CXC Chemokine Ligand 16 Promotes the Proliferation and Migration of Hodgkin and Reed-Sternberg Cells Via the PI3K/Akt/NF-κB Signaling Pathway

Abstract

Hodgkin’s Lymphoma (HL) is a main type of lymphoma characterized by Hodgkin’s Reed-Sternberg(H/RS) cells, which involves in many cytokines and chemokines. CXC Chemokine Ligand 16 (CXCL16) was reported to be expressed in various cancer types and was previously observed by our group to highly express in H/RS cells, yet the function and mechanism of CXCL16, as well as soluble CXCL16 (sCXCL16) on the phenotypes of HRS cells needs to be fully elucidated.

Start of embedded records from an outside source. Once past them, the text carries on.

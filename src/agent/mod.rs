//! Agent configuration and the turn-execution runtime.

pub mod runtime;

pub use runtime::{Agent, RunOutcome};

use bon::Builder;
use serde::{Deserialize, Serialize};

use crate::error::TernError;

/// Caller-owned agent configuration. Immutable once an agent is built.
#[derive(Debug, Clone, Builder, Serialize, Deserialize)]
pub struct AgentConfig {
    /// Display name, recorded in telemetry.
    #[builder(into)]
    pub name: String,
    /// Model identifier passed through to the provider.
    #[builder(into)]
    pub model: String,
    /// System prompt prepended to every turn.
    #[builder(into, default)]
    pub system_prompt: String,
    /// Sampling temperature, in `[0.0, 2.0]`.
    #[builder(default = 0.7)]
    pub temperature: f64,
    /// Nucleus sampling bound, in `[0.0, 1.0]`.
    #[builder(default = 1.0)]
    pub top_p: f64,
    /// Ordered list of enabled tool names. Empty means all registered tools.
    #[builder(default)]
    pub tools: Vec<String>,
    /// Free-form extras carried alongside the config.
    #[builder(default)]
    pub extras: serde_json::Map<String, serde_json::Value>,
}

impl AgentConfig {
    /// Validate parameter ranges and required fields.
    pub fn validate(&self) -> Result<(), TernError> {
        if self.model.trim().is_empty() {
            return Err(TernError::Configuration("empty model identifier".into()));
        }
        if !(0.0..=2.0).contains(&self.temperature) {
            return Err(TernError::Configuration(format!(
                "temperature {} out of range [0.0, 2.0]",
                self.temperature
            )));
        }
        if !(0.0..=1.0).contains(&self.top_p) {
            return Err(TernError::Configuration(format!(
                "top_p {} out of range [0.0, 1.0]",
                self.top_p
            )));
        }
        Ok(())
    }
}
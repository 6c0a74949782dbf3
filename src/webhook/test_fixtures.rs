// Copyright (c) 2025 Erick Bourgeois, firestoned
// SPDX-License-Identifier: MIT

//! Objects shared by the webhook unit tests.

use crate::crd::{
    ApplicationMonitoringSpec, CommunicationHost, ConnectionInfo, DynaKube, DynaKubeSpec,
    DynaKubeStatus, OneAgentSpec, OneAgentStatus, VersionStatus,
};
use crate::labels::INJECTION_INSTANCE_LABEL;
use crate::webhook::request::BaseRequest;
use k8s_openapi::api::core::v1::{Container, Namespace, Pod, PodSpec};
use k8s_openapi::apimachinery::pkg::apis::meta::v1::ObjectMeta;
use std::collections::BTreeMap;

pub const DK_NAMESPACE: &str = "dynatrace";
pub const DK_NAME: &str = "dynakube";
pub const POD_NAMESPACE: &str = "shop";

fn string_map(entries: &[(&str, &str)]) -> BTreeMap<String, String> {
    entries
        .iter()
        .map(|(k, v)| ((*k).to_string(), (*v).to_string()))
        .collect()
}

/// Application monitoring `DynaKube` with a complete connection info and a
/// known code modules version.
pub fn dynakube() -> DynaKube {
    let mut dk = DynaKube::new(
        DK_NAME,
        DynaKubeSpec {
            api_url: "https://abc123.live.dynatrace.com/api".to_string(),
            one_agent: OneAgentSpec {
                application_monitoring: Some(ApplicationMonitoringSpec::default()),
                ..OneAgentSpec::default()
            },
            ..DynaKubeSpec::default()
        },
    );
    dk.metadata.namespace = Some(DK_NAMESPACE.to_string());
    dk.status = Some(DynaKubeStatus {
        kube_system_uuid: "kube-uid".to_string(),
        one_agent: OneAgentStatus {
            connection_info: ConnectionInfo {
                tenant_uuid: "abc123".to_string(),
                endpoints: "https://abc123.live.dynatrace.com:443".to_string(),
                communication_hosts: vec![CommunicationHost {
                    protocol: "https".to_string(),
                    host: "abc123.live.dynatrace.com".to_string(),
                    port: 443,
                }],
                last_request: None,
            },
            ..OneAgentStatus::default()
        },
        code_modules: VersionStatus {
            version: "1.303.0.20240101-000000".to_string(),
            ..VersionStatus::default()
        },
        ..DynaKubeStatus::default()
    });
    dk
}

pub fn dynakube_with_annotations(annotations: &[(&str, &str)]) -> DynaKube {
    let mut dk = dynakube();
    dk.metadata.annotations = Some(string_map(annotations));
    dk
}

/// Pod namespace governed by [`dynakube`].
pub fn namespace(annotations: &[(&str, &str)]) -> Namespace {
    Namespace {
        metadata: ObjectMeta {
            name: Some(POD_NAMESPACE.to_string()),
            labels: Some(string_map(&[(INJECTION_INSTANCE_LABEL, DK_NAME)])),
            annotations: Some(string_map(annotations)),
            ..ObjectMeta::default()
        },
        ..Namespace::default()
    }
}

pub fn container(name: &str) -> Container {
    Container {
        name: name.to_string(),
        image: Some(format!("registry.example.com/{name}:1.0")),
        ..Container::default()
    }
}

/// Pod created by a replica set, with one container per name.
pub fn pod(containers: &[&str]) -> Pod {
    Pod {
        metadata: ObjectMeta {
            name: Some("app-7d9f8-x2k4p".to_string()),
            generate_name: Some("app-7d9f8-".to_string()),
            namespace: Some(POD_NAMESPACE.to_string()),
            ..ObjectMeta::default()
        },
        spec: Some(PodSpec {
            containers: containers.iter().map(|name| container(name)).collect(),
            ..PodSpec::default()
        }),
        ..Pod::default()
    }
}

pub fn pod_with_annotations(containers: &[&str], annotations: &[(&str, &str)]) -> Pod {
    let mut pod = pod(containers);
    pod.metadata.annotations = Some(string_map(annotations));
    pod
}

pub fn base_request(pod: Pod) -> BaseRequest {
    BaseRequest::new(pod, namespace(&[]), dynakube())
}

To investigate the effects of CXCL16 on cell proliferation, migration, cell cycle, apoptosis, and immune-phenotypes of H/RS cells, an H/RS cell line (L428) transfected with CXCL16-overexpressed lentivirus vector was established and identified; besides, recombinant sCXCL16 was also applied on L428 cell lines in the present study. Results showed that both endogenously overexpressed CXCL16 and exogenously applied recombinant sCXCL16 protein were able to promote the proliferation and migration of L428 cells, and diminished cell apoptosis, while the immune phenotypes of L428 cells showed no significant changes. Blocking the interaction between the ligand CXCL16 and its unique receptor CXCR6 with antibody suppressed the above effects. As the pathways involved were concerned, results showed that CXCL16 upregulated the expression of several phosphorylated proteins of the PI3K/Akt and NF-κB signaling pathways, which were markedly inhibited by PI3K inhibitor LY294002 or CXCR6 antibody. The present study suggests that CXCL16 promotes the proliferation and migration of H/RS cell through its receptor CXCR6. The mechanism may involve activation of the PI3K/Akt/NF-κB signaling pathways.